[Collected data entries]
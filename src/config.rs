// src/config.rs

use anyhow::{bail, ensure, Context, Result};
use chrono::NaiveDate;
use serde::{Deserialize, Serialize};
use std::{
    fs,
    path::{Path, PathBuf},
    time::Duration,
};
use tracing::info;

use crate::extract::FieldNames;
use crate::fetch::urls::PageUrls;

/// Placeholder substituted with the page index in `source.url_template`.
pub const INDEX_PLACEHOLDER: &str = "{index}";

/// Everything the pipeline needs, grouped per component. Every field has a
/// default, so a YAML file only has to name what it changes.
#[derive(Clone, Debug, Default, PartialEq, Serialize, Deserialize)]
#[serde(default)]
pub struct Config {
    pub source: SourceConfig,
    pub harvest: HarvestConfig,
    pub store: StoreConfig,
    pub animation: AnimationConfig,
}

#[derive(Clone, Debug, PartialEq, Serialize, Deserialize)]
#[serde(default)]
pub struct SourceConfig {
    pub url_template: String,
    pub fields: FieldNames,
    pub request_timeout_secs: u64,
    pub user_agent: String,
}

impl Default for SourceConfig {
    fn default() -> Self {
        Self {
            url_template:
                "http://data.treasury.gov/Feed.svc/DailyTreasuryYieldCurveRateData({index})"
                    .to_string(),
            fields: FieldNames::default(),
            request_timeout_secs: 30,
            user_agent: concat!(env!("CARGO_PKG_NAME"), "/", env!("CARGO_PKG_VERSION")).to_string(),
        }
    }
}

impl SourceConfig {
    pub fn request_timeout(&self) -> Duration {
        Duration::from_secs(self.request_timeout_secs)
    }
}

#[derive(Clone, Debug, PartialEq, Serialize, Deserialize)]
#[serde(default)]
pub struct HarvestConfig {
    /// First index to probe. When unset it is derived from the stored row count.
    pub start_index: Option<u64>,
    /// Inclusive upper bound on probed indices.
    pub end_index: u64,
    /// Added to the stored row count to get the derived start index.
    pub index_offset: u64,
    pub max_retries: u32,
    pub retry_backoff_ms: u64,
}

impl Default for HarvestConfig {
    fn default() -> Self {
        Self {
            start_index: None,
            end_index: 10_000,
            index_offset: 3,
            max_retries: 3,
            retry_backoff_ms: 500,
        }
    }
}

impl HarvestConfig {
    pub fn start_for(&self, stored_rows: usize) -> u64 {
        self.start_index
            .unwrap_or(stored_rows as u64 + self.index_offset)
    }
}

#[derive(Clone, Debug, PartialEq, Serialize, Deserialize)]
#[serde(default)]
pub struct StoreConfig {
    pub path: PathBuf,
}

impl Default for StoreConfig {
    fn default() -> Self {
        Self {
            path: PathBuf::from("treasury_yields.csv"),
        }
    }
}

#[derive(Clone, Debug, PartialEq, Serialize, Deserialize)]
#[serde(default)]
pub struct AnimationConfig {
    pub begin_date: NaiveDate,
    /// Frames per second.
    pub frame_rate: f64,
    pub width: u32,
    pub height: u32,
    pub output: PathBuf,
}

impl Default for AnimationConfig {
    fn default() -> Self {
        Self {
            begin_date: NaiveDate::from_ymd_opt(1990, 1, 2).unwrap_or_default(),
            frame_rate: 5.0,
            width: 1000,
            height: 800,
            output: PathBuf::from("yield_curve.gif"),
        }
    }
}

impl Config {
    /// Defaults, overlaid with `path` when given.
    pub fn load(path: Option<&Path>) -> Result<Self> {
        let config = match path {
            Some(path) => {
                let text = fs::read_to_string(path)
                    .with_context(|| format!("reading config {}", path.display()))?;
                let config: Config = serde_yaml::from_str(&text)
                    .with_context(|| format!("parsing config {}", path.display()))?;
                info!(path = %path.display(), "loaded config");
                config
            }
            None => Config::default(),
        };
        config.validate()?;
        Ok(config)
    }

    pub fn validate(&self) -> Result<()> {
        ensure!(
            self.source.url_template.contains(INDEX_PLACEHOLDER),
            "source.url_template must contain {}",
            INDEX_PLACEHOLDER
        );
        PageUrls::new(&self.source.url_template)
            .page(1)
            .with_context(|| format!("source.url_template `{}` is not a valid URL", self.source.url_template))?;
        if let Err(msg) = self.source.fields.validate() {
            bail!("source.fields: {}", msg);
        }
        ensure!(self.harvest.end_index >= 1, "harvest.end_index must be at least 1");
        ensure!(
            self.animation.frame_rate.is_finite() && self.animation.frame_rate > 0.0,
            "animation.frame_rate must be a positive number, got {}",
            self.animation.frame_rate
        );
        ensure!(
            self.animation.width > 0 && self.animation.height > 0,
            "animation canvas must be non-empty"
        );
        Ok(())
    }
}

==

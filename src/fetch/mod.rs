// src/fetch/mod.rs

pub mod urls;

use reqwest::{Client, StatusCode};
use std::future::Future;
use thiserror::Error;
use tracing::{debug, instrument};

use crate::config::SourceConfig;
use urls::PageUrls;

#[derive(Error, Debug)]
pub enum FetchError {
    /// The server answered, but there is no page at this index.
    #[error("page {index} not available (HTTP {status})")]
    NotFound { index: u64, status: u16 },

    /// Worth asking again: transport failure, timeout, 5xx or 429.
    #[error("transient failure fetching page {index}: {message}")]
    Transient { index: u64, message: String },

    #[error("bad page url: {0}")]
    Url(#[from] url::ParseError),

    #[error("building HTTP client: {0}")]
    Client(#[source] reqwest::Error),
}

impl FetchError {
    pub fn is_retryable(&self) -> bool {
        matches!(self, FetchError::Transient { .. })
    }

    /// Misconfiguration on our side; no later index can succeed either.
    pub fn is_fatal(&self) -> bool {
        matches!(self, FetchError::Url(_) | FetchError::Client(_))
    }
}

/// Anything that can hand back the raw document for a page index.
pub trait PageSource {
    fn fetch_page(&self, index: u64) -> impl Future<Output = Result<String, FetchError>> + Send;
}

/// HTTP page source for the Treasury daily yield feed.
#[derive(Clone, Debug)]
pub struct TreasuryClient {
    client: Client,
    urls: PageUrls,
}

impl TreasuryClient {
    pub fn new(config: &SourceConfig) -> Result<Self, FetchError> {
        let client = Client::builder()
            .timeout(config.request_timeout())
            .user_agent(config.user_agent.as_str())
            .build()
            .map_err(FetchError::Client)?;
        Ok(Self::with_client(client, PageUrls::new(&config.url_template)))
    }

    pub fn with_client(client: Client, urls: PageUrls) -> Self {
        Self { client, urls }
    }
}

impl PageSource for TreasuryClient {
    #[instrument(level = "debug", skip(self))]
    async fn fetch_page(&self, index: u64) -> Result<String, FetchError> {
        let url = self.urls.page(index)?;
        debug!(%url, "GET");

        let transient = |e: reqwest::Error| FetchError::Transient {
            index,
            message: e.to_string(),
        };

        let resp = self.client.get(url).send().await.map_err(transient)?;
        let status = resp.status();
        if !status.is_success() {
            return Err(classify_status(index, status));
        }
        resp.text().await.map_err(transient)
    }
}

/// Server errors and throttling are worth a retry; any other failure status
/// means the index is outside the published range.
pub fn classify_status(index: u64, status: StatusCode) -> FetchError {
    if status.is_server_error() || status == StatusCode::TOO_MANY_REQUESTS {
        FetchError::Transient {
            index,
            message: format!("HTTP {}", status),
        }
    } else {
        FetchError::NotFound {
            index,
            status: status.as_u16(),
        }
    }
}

**PROBLEM TO SOLVE:** Count of lines in the data above that contain the string "reqwest": give this number and no other words.

**RESPONSE TO THIS EXERCISE:** 3